LOS ANGELES — This year’s Coachella Valley Arts and Music Festival might have a mogul — rap patriarch Jay-Z — on the marquee, but the lineup is still a model for recessionary times. Nothing on the roster announced Tuesday morning feels like a coup or a matter of huge debate. There’s no baby boomer icon to fluster Generation X purists, and no surprise post-punk reunion (Pavement announced its reformation last fall) to fulfill the dreams of the same crowd.
What Coachella 2010 does offer is a well-curated midrange that will more than satisfy the iPod aesthetes who make up the festival’s core audience. Scanning the list for each day is a bit like reading the menu at an artisanal “slow food” restaurant; it’s carefully constructed, full of small, impressive flourishes and satisfying without overloading the palate.

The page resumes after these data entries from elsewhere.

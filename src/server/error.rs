//! JSON error responses.

use axum::Json;
use axum::http::StatusCode;
use axum::response::{IntoResponse, Response};
use serde_json::json;
use tracing::error;

use crate::AssistarrError;

/// Wrapper that renders an [`AssistarrError`] as `{"error": message}`.
#[derive(Debug)]
pub struct ApiError(pub AssistarrError);

impl From<AssistarrError> for ApiError {
    fn from(err: AssistarrError) -> Self {
        Self(err)
    }
}

impl IntoResponse for ApiError {
    fn into_response(self) -> Response {
        let status = StatusCode::from_u16(self.0.http_status())
            .unwrap_or(StatusCode::INTERNAL_SERVER_ERROR);
        if status.is_server_error() {
            error!(error = %self.0, "request failed");
        }
        (status, Json(json!({ "error": self.0.to_string() }))).into_response()
    }
}

pub type ApiResult<T> = std::result::Result<T, ApiError>;
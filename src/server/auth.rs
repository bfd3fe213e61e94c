//! Caller identity.
//!
//! The daemon runs behind the web app, which authenticates the browser
//! session and forwards the user id in [`USER_HEADER`].

use axum::extract::FromRequestParts;
use axum::http::request::Parts;

use super::error::ApiError;
use crate::AssistarrError;
pub use crate::types::USER_HEADER;

/// The authenticated user. Rejects with 401 when the header is missing or blank.
#[derive(Debug, Clone, PartialEq, Eq)]
pub struct AuthUser(pub String);

impl<S> FromRequestParts<S> for AuthUser
where
    S: Send + Sync,
{
    type Rejection = ApiError;

    async fn from_request_parts(parts: &mut Parts, _state: &S) -> Result<Self, Self::Rejection> {
        parts
            .headers
            .get(USER_HEADER)
            .and_then(|value| value.to_str().ok())
            .map(str::trim)
            .filter(|user| !user.is_empty())
            .map(|user| AuthUser(user.to_string()))
            .ok_or(ApiError(AssistarrError::Unauthenticated))
    }
}
//! Deduplicating, capacity-bounded rotation cache.
//!
//! Holds a small set of unique recommendation items that is refilled in
//! stages: the first request renders what is held and fetches only until
//! `target` fresh items exist; later requests top it up once the refill
//! cycle's time budget elapses, evicting the oldest items first.
//!
//! All operations are pure: they take a [`CacheState`] and return a new
//! one. The caller owns the state (see
//! [`DiscoveryCacheStore`](super::DiscoveryCacheStore)) and replaces it
//! with the result.
//!
//! # Layout
//!
//! ```text
//!   slots:  [ e4 | e5 | e2 | e3 ]     capacity = 4, full
//!   fresh:  [ T  | T  | F  | F  ]
//!                     ^ cursor = oldest slot, next to be overwritten
//! ```
//!
//! While the cache is filling, new entries are appended and `cursor`
//! stays at 0. Once full, a new unique item overwrites `slots[cursor]` and
//! the cursor advances, which is FIFO eviction in insertion order.

use std::collections::HashSet;
use std::time::{Duration, Instant};

/// Derives the deduplication key of a cached item.
pub trait IdentityKey {
    fn identity_key(&self) -> String;
}

/// One held item.
#[derive(Debug, Clone, PartialEq)]
pub struct CacheEntry<T> {
    pub key: String,
    pub item: T,
    /// Monotonic insertion sequence number.
    pub inserted_at_slot: u64,
}

/// Ring buffer of unique items plus per-slot freshness.
#[derive(Debug, Clone)]
pub struct CacheState<T> {
    slots: Vec<CacheEntry<T>>,
    fresh: Vec<bool>,
    cursor: usize,
    capacity: usize,
    next_seq: u64,
    cycle_started: Option<Instant>,
}

impl<T> CacheState<T> {
    /// An empty cache holding at most `capacity` items.
    pub fn new(capacity: usize) -> Self {
        Self {
            slots: Vec::with_capacity(capacity),
            fresh: Vec::with_capacity(capacity),
            cursor: 0,
            capacity,
            next_seq: 0,
            cycle_started: None,
        }
    }

    pub fn capacity(&self) -> usize {
        self.capacity
    }

    /// Number of items held.
    pub fn len(&self) -> usize {
        self.slots.len()
    }

    pub fn is_empty(&self) -> bool {
        self.slots.is_empty()
    }

    /// Number of items written during the current refill cycle.
    pub fn fresh_count(&self) -> usize {
        self.fresh.iter().filter(|f| **f).count()
    }

    /// Items ever written, including evicted ones.
    pub fn written(&self) -> u64 {
        self.next_seq
    }

    /// When the current refill cycle wrote its first item.
    pub fn cycle_started(&self) -> Option<Instant> {
        self.cycle_started
    }

    /// Whether an item with this key is held.
    pub fn contains_key(&self, key: &str) -> bool {
        self.slots.iter().any(|e| e.key == key)
    }

    /// Entries from oldest to newest.
    pub fn entries(&self) -> impl Iterator<Item = &CacheEntry<T>> + '_ {
        let split = if self.slots.len() < self.capacity {
            0
        } else {
            self.cursor
        };
        self.slots[split..].iter().chain(self.slots[..split].iter())
    }

    fn keys(&self) -> HashSet<String> {
        self.slots.iter().map(|e| e.key.clone()).collect()
    }

    /// Rebuild with a different capacity, keeping the newest entries.
    fn resized(self, capacity: usize) -> Self {
        let len = self.slots.len();
        let split = if len < self.capacity { 0 } else { self.cursor };
        let mut ordered: Vec<(CacheEntry<T>, bool)> =
            self.slots.into_iter().zip(self.fresh).collect();
        ordered.rotate_left(split);
        let skip = ordered.len().saturating_sub(capacity);

        let mut state = Self::new(capacity);
        state.next_seq = self.next_seq;
        state.cycle_started = self.cycle_started;
        for (entry, fresh) in ordered.into_iter().skip(skip) {
            state.slots.push(entry);
            state.fresh.push(fresh);
        }
        state
    }
}

/// Merge `incoming` into `current` at time `now`.
///
/// Items whose identity key is already held (or repeated within
/// `incoming`) are skipped. New items fill free slots first, then
/// overwrite the oldest slot. Every written slot is marked fresh; the
/// refill cycle starts at `now` if no cycle is running.
pub fn rotate_cache_at<T, I>(
    current: CacheState<T>,
    incoming: I,
    capacity: usize,
    now: Instant,
) -> CacheState<T>
where
    T: IdentityKey,
    I: IntoIterator<Item = T>,
{
    let mut state = if capacity == current.capacity {
        current
    } else {
        current.resized(capacity)
    };
    if state.capacity == 0 {
        return state;
    }

    let mut held = state.keys();
    for item in incoming {
        let key = item.identity_key();
        if held.contains(&key) {
            continue;
        }

        let entry = CacheEntry {
            key: key.clone(),
            item,
            inserted_at_slot: state.next_seq,
        };
        state.next_seq += 1;

        if state.slots.len() < state.capacity {
            state.slots.push(entry);
            state.fresh.push(true);
        } else {
            let evicted = std::mem::replace(&mut state.slots[state.cursor], entry);
            held.remove(&evicted.key);
            state.fresh[state.cursor] = true;
            state.cursor = (state.cursor + 1) % state.capacity;
        }
        held.insert(key);

        if state.cycle_started.is_none() {
            state.cycle_started = Some(now);
        }
    }
    state
}

/// [`rotate_cache_at`] with the current time.
pub fn rotate_cache<T, I>(current: CacheState<T>, incoming: I, capacity: usize) -> CacheState<T>
where
    T: IdentityKey,
    I: IntoIterator<Item = T>,
{
    rotate_cache_at(current, incoming, capacity, Instant::now())
}

/// Whether fewer than `target` items were written this cycle.
pub fn needs_more_items<T>(state: &CacheState<T>, target: usize) -> bool {
    state.fresh_count() < target
}

/// Whether the running refill cycle is older than `max_age`.
///
/// Once true, the fresh flags should be cleared (see
/// [`expire_fresh_slots`]) so held items stop suppressing refills.
pub fn is_fresh_slot_expired<T>(state: &CacheState<T>, max_age: Duration, now: Instant) -> bool {
    match state.cycle_started {
        Some(started) => state.fresh_count() > 0 && now.saturating_duration_since(started) >= max_age,
        None => false,
    }
}

/// Clear all fresh flags and end the cycle if it has expired.
pub fn expire_fresh_slots<T>(
    mut state: CacheState<T>,
    max_age: Duration,
    now: Instant,
) -> CacheState<T> {
    if is_fresh_slot_expired(&state, max_age, now) {
        state.fresh.iter_mut().for_each(|f| *f = false);
        state.cycle_started = None;
    }
    state
}

/// Held items, oldest first. Lazy and side-effect free.
pub fn get_all_items<T>(state: &CacheState<T>) -> impl Iterator<Item = &T> + '_ {
    state.entries().map(|e| &e.item)
}

#[cfg(test)]
mod tests {
    use super::*;

    #[derive(Debug, Clone, PartialEq)]
    struct Item(u32);

    impl IdentityKey for Item {
        fn identity_key(&self) -> String {
            self.0.to_string()
        }
    }

    fn ids(state: &CacheState<Item>) -> Vec<u32> {
        get_all_items(state).map(|i| i.0).collect()
    }

    fn items(ids: &[u32]) -> Vec<Item> {
        ids.iter().copied().map(Item).collect()
    }

    #[test]
    fn fills_free_slots_in_order() {
        let state = rotate_cache(CacheState::new(4), items(&[1, 2, 3]), 4);
        assert_eq!(ids(&state), vec![1, 2, 3]);
        assert_eq!(state.fresh_count(), 3);
    }

    #[test]
    fn second_batch_skips_held_keys() {
        let state = rotate_cache(CacheState::new(6), items(&[1, 2, 3]), 6);
        assert!(!needs_more_items(&state, 3));
        let state = rotate_cache(state, items(&[2, 4]), 6);
        assert_eq!(ids(&state), vec![1, 2, 3, 4]);
        assert_eq!(state.fresh_count(), 4);
    }

    #[test]
    fn duplicates_within_batch_are_skipped() {
        let state = rotate_cache(CacheState::new(4), items(&[1, 1, 2, 1]), 4);
        assert_eq!(ids(&state), vec![1, 2]);
    }

    #[test]
    fn eviction_overwrites_oldest() {
        let state = rotate_cache(CacheState::new(3), items(&[1, 2, 3]), 3);
        let state = rotate_cache(state, items(&[4]), 3);
        assert_eq!(ids(&state), vec![2, 3, 4]);
        let state = rotate_cache(state, items(&[5, 6]), 3);
        assert_eq!(ids(&state), vec![4, 5, 6]);
    }

    #[test]
    fn evicted_key_may_return() {
        let state = rotate_cache(CacheState::new(2), items(&[1, 2, 3]), 2);
        assert_eq!(ids(&state), vec![2, 3]);
        let state = rotate_cache(state, items(&[1]), 2);
        assert_eq!(ids(&state), vec![3, 1]);
    }

    #[test]
    fn inserted_at_slot_is_monotonic() {
        let state = rotate_cache(CacheState::new(2), items(&[1, 2, 3]), 2);
        let seqs: Vec<u64> = state.entries().map(|e| e.inserted_at_slot).collect();
        assert_eq!(seqs, vec![1, 2]);
    }

    #[test]
    fn zero_capacity_holds_nothing() {
        let state = rotate_cache(CacheState::new(0), items(&[1, 2]), 0);
        assert!(state.is_empty());
        assert!(needs_more_items(&state, 1));
    }

    #[test]
    fn shrinking_capacity_keeps_newest() {
        let state = rotate_cache(CacheState::new(4), items(&[1, 2, 3, 4]), 4);
        let state = rotate_cache(state, items(&[5]), 4);
        assert_eq!(ids(&state), vec![2, 3, 4, 5]);

        let state = rotate_cache(state, Vec::new(), 2);
        assert_eq!(ids(&state), vec![4, 5]);
        assert_eq!(state.capacity(), 2);

        let state = rotate_cache(state, items(&[6]), 2);
        assert_eq!(ids(&state), vec![5, 6]);
    }

    #[test]
    fn growing_capacity_appends_after_newest() {
        let state = rotate_cache(CacheState::new(2), items(&[1, 2, 3]), 2);
        let state = rotate_cache(state, items(&[4]), 3);
        assert_eq!(ids(&state), vec![2, 3, 4]);
    }

    #[test]
    fn cycle_starts_on_first_write_only() {
        let t0 = Instant::now();
        let state = rotate_cache_at(CacheState::new(4), items(&[1]), 4, t0);
        let later = t0 + Duration::from_secs(5);
        let state = rotate_cache_at(state, items(&[2]), 4, later);
        assert_eq!(state.cycle_started(), Some(t0));

        let state = rotate_cache_at(state, items(&[1, 2]), 4, later);
        assert_eq!(state.fresh_count(), 2);
    }

    #[test]
    fn expiry_clears_fresh_flags() {
        let t0 = Instant::now();
        let max_age = Duration::from_secs(60);
        let state = rotate_cache_at(CacheState::new(6), items(&[1, 2, 3]), 6, t0);

        assert!(!is_fresh_slot_expired(&state, max_age, t0 + Duration::from_secs(59)));
        assert!(is_fresh_slot_expired(&state, max_age, t0 + max_age));

        let state = expire_fresh_slots(state, max_age, t0 + max_age);
        assert_eq!(state.fresh_count(), 0);
        assert_eq!(state.cycle_started(), None);
        assert_eq!(ids(&state), vec![1, 2, 3]);
        assert!(!is_fresh_slot_expired(&state, max_age, t0 + max_age * 2));
    }

    #[test]
    fn empty_state_is_never_expired() {
        let state: CacheState<Item> = CacheState::new(6);
        assert!(!is_fresh_slot_expired(
            &state,
            Duration::ZERO,
            Instant::now()
        ));
    }

    #[test]
    fn get_all_items_is_restartable() {
        let state = rotate_cache(CacheState::new(3), items(&[1, 2, 3, 4]), 3);
        let first: Vec<_> = get_all_items(&state).collect();
        let second: Vec<_> = get_all_items(&state).collect();
        assert_eq!(first, second);
        assert_eq!(state.len(), 3);
    }
}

Highlights in smaller print on the festival’s poster include indie blogger favorites such as Dirty Projectors, the xx, Girls, Florence & the Machine and Little Dragon; singer-songwriters reaching an early career peak including Sia, Corinne Bailey Rae and the Avett Brothers; elder cult favorites Grace Jones and Public Image Limited, along with the less than reliable Sly Stone and the unflashy but always fun Les Claypool; and Los Angeles-area breakout acts the Soft Pack and Edward Sharpe & the Magnetic Zeros. None of these names evinces a startled intake of breath, but each would be a highlight on anybody’s Coachooser.

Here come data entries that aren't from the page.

//! Per-user service settings.
//!
//! Stored API keys never leave this module unmasked. A form that sends
//! the mask back unchanged keeps the key on file.

use reqwest::Url;
use tracing::{info, instrument};

use super::Assistarr;
use crate::clients::probe_for;
use crate::types::{
    API_KEY_MASK, ConnectionTest, ServiceConfig, ServiceConfigInput, ServiceName,
    normalize_base_url,
};
use crate::{AssistarrError, Result};

/// Normalize a base URL and require an absolute http(s) URL with a host.
pub fn validate_base_url(raw: &str) -> Result<String> {
    let normalized = normalize_base_url(raw);
    let url = Url::parse(&normalized)
        .map_err(|e| AssistarrError::InvalidInput(format!("invalid base URL '{raw}': {e}")))?;
    if !matches!(url.scheme(), "http" | "https") || url.host_str().is_none() {
        return Err(AssistarrError::InvalidInput(format!(
            "base URL must be http(s) with a host, got '{raw}'"
        )));
    }
    Ok(normalized)
}

impl Assistarr {
    /// The user's configs with keys masked.
    pub async fn list_settings(&self, user_id: &str) -> Result<Vec<ServiceConfig>> {
        let configs = self.store.list(user_id).await?;
        Ok(configs.iter().map(ServiceConfig::masked).collect())
    }

    /// Insert or replace a config. Returns it masked.
    #[instrument(skip(self, input), fields(service = %input.service_name))]
    pub async fn save_settings(&self, user_id: &str, input: ServiceConfigInput) -> Result<ServiceConfig> {
        let config = self.resolve_input(user_id, input).await?;
        self.store.upsert(config.clone()).await?;
        // Library and recommendation sources may have changed.
        self.discovery_cache.invalidate(user_id);
        info!(enabled = config.is_enabled, "service settings saved");
        Ok(config.masked())
    }

    /// Remove a config. Unknown rows are [`AssistarrError::NotFound`].
    #[instrument(skip(self))]
    pub async fn delete_settings(&self, user_id: &str, service: ServiceName) -> Result<()> {
        if !self.store.delete(user_id, service).await? {
            return Err(AssistarrError::NotFound(format!("{service} settings")));
        }
        self.discovery_cache.invalidate(user_id);
        info!("service settings deleted");
        Ok(())
    }

    /// Probe a candidate config without saving it.
    ///
    /// Never fails: invalid input and unreachable services are reported in
    /// the returned [`ConnectionTest`].
    #[instrument(skip(self, input), fields(service = %input.service_name))]
    pub async fn test_connection(&self, user_id: &str, input: ServiceConfigInput) -> ConnectionTest {
        let config = match self.resolve_input(user_id, input).await {
            Ok(config) => config,
            Err(e) => {
                return ConnectionTest {
                    success: false,
                    version: None,
                    error: Some(e.to_string()),
                };
            }
        };
        match probe_for(self.client_for(&config), &config.api_key).probe().await {
            Ok(version) => ConnectionTest {
                success: true,
                version,
                error: None,
            },
            Err(e) => ConnectionTest {
                success: false,
                version: None,
                error: Some(e.to_string()),
            },
        }
    }

    /// Validate input and swap a masked key for the stored one.
    async fn resolve_input(&self, user_id: &str, input: ServiceConfigInput) -> Result<ServiceConfig> {
        let base_url = validate_base_url(&input.base_url)?;
        let api_key = if input.api_key == API_KEY_MASK {
            self.store
                .get(user_id, input.service_name)
                .await?
                .map(|stored| stored.api_key)
                .ok_or_else(|| {
                    AssistarrError::InvalidInput(format!(
                        "no stored key for {}; enter the key again",
                        input.service_name
                    ))
                })?
        } else {
            input.api_key.trim().to_string()
        };
        Ok(ServiceConfig {
            user_id: user_id.to_string(),
            service_name: input.service_name,
            base_url,
            api_key,
            is_enabled: input.is_enabled,
        })
    }
}
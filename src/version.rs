//! Version information with embedded git metadata.

/// Package version from Cargo.toml.
pub const PKG_VERSION: &str = env!("CARGO_PKG_VERSION");

/// Git branch at build time, or "unknown" if unavailable.
pub const GIT_BRANCH: &str = match option_env!("VERGEN_GIT_BRANCH") {
    Some(branch) => branch,
    None => "unknown",
};

/// Git commit SHA (short) at build time, or "unknown" if unavailable.
pub const GIT_SHA: &str = match option_env!("VERGEN_GIT_SHA") {
    Some(sha) => sha,
    None => "unknown",
};

/// Whether the working tree was dirty at build time.
pub fn git_dirty() -> bool {
    option_env!("VERGEN_GIT_DIRTY") == Some("true")
}

/// Full version string: `{version}+{branch}.{sha}` or `{version}+{branch}.{sha}.dirty`.
///
/// Reported by `assistarrd` at startup and by `GET /api/health`.
///
/// Examples:
/// - `0.3.0+main.abc1234`
/// - `0.3.0+feature/queue.abc1234.dirty`
pub fn version_string() -> String {
    let dirty_suffix = if git_dirty() { ".dirty" } else { "" };
    format!(
        "{PKG_VERSION}+{GIT_BRANCH}.{}{dirty_suffix}",
        &GIT_SHA[..7.min(GIT_SHA.len())]
    )
}
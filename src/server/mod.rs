//! HTTP daemon surface.
//!
//! This module provides:
//! - The axum router over a shared [`Assistarr`](crate::Assistarr) (`routes`)
//! - Caller identity extraction (`auth`)
//! - JSON error rendering (`error`)
//! - Daemon configuration (`config`)

pub mod auth;
pub mod config;
pub mod error;
pub mod routes;

pub use auth::{AuthUser, USER_HEADER};
pub use error::ApiError;
pub use routes::router;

The big-font names offer edifying variety — and interesting cross-currents. Faith No More’s arty take on frat-boy rap rock predated LCD Soundsystem’s arty take on hedonistic electro-dance. Muse and Them Crooked Vultures both stitch a seam connecting progressive metal and alternative rock. Thom Yorke is arguably the leading intellectual of millennial pop; many thought Stephen Malkmus of Pavement held that position in the 1990s. Damon Albarn’s cartoon Gorillaz connects all the dots, combining hip-hop, dance music and alternative rock styles and sounds.
And then there’s Jay-Z. Beyond the delicious punditry of having the man nicknamed Jay-Hova play America’s leading desert festival, this choice might have seemed slightly uninspired. Since returning from faux-retirement in 2006, Jay has been steadily expanding his reputation, taking strong steps to adjust his place in history from the “great” category to the “legendary.”
He played the stalwartly rock-oriented Glastonbury Festival in England last year, raising objections from Oasis bandleader and notorious sourpuss Noel Gallagher. That tiny fire allowed Jay-Z to turn the appearance into a Crusades-style victory for rap itself. More recently, he’s been promoting “Empire State of Mind,” his powerhouse collaboration with Alicia Keys, as the new Gotham City anthem. It’s a great song and, though the hubris involved is somewhat off-putting, a worthy campaign.
Hip-hop’s rhythms and rhymes should come to tourists’ minds when they think of multicultural New York. Frank Sinatra’s snap-brimmed baritone embodied the city’s hustle in a previous era, but his “New York, New York” excluded the later waves of immigrants and bootstrap-pullers whose dream was to migrate from the outer boroughs to Manhattan’s palaces of wealth.
Name-checking Sinatra, bragging about his Lexus and his courtside Knicks tickets, Jay-Z makes the case for himself as a godfather in that song. But he’s a Godfather of Soul, singling out Biggie Smalls, Afrika Bambaataa and Bob Marley as the roots of his family tree. “Empire State of Mind” and Glastonbury are both elements in Jay-Z’s plan to secure hip-hop’s place at the center of pop’s continually unfolding history — an integrationist move that doesn’t dilute the music or the culture but demands that audiences beyond its assumed demographic admit that it’s part of their pop DNA too.
That’s why Jay-Z at Coachella is neither unexpected nor unimportant. More than previous headliners Radiohead or Rage Against the Machine or wished-for 2010 possibilities like the Beastie Boys or the Smiths, he is the artist who probably can boast that every other musician named on that famous poster could spit one of his lyrics.
Jay-Z’s rhymes are part of 21st-century pop’s lingua franca; his late-career success puts the lie to any distinction between so-called alternative hip-hop and the mainstream stuff. If his Coachella date doesn’t feel like a singular event, in part because he’ll play to a likely more “urban” (to use a problematic word) crowd at Staples Center just weeks before the fest, it’s still one worth celebrating. And then, as the rapper himself says, on to the next one.